# Exercise brief
Below are the records. Retype exactly the lines between the lines holding "for red-black rebalancing." and "Links are always", inclusive.

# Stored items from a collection
------

mod arena;
mod handle;
mod node;
mod size;
mod tree;

pub(crate) use handle::Handle;
pub(crate) use tree::{Inserted, RawTree};
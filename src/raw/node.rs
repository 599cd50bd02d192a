use super::handle::Handle;
use super::size::Size;

/// Node color for red-black rebalancing.
#[derive(Clone, Copy, Debug, Eq, PartialEq)]
pub(crate) enum Color {
    Red,
    Black,
}

/// A tree node: payload, color, parent/child links and the subtree-size
/// augmentation.
///
/// Links are always valid handles; "no child" is the tree's sentinel node,
/// never an `Option`. Only the sentinel has an empty `item` slot, and the
/// sentinel is always black with size zero.
#[derive(Clone)]
pub(crate) struct Node<T> {
    item: Option<T>,
    pub(crate) color: Color,
    pub(crate) parent: Handle,
    pub(crate) left: Handle,
    pub(crate) right: Handle,
    pub(crate) size: Size,
}

impl<T> Node<T> {
    /// Creates the sentinel node, self-linked through `nil`.
    pub(crate) fn sentinel(nil: Handle) -> Self {
        Self {
            item: None,
            color: Color::Black,
            parent: nil,
            left: nil,
            right: nil,
            size: Size::ZERO,
        }
    }

    /// Creates a fresh red leaf holding `item`, with all links at `nil`.
    pub(crate) fn leaf(item: T, nil: Handle) -> Self {
        Self {
            item: Some(item),
            color: Color::Red,
            parent: nil,
            left: nil,
            right: nil,
            size: Size::ONE,
        }
    }

    #[inline]
    pub(crate) fn item(&self) -> &T {
        self.item.as_ref().expect("`Node::item()` - the sentinel holds no item!")
    }

    #[inline]
    pub(crate) fn item_mut(&mut self) -> &mut T {
        self.item.as_mut().expect("`Node::item_mut()` - the sentinel holds no item!")
    }

    /// Moves the payload out, leaving the node shell behind for the arena to
    /// free.
    #[inline]
    pub(crate) fn into_item(self) -> T {
        self.item.expect("`Node::into_item()` - the sentinel holds no item!")
    }
}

------

# Answer space
/// Node color for red-black rebalancing.
#[derive(Clone, Copy, Debug, Eq, PartialEq)]
pub(crate) enum Color {
    Red,
    Black,
}

/// A tree node: payload, color, parent/child links and the subtree-size
/// augmentation.
///
/// Links are always valid handles; "no child" is the tree's sentinel node,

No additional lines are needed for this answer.